YOUR TASK: Every entry below, first to last, should be restated word for word.

[Dataset entries]
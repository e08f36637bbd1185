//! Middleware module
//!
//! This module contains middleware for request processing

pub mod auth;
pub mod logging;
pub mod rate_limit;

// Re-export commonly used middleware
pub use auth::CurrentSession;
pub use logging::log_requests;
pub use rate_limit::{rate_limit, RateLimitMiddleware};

WRITTEN SOLUTION:
repository e08f36637bbd1185
//! Middleware module
//!
//! This module contains middleware for request processing

pub mod auth;
pub mod logging;
pub mod rate_limit;

// Re-export commonly used middleware
pub use auth::CurrentSession;
pub use logging::log_requests;
pub use rate_limit::{rate_limit, RateLimitMiddleware};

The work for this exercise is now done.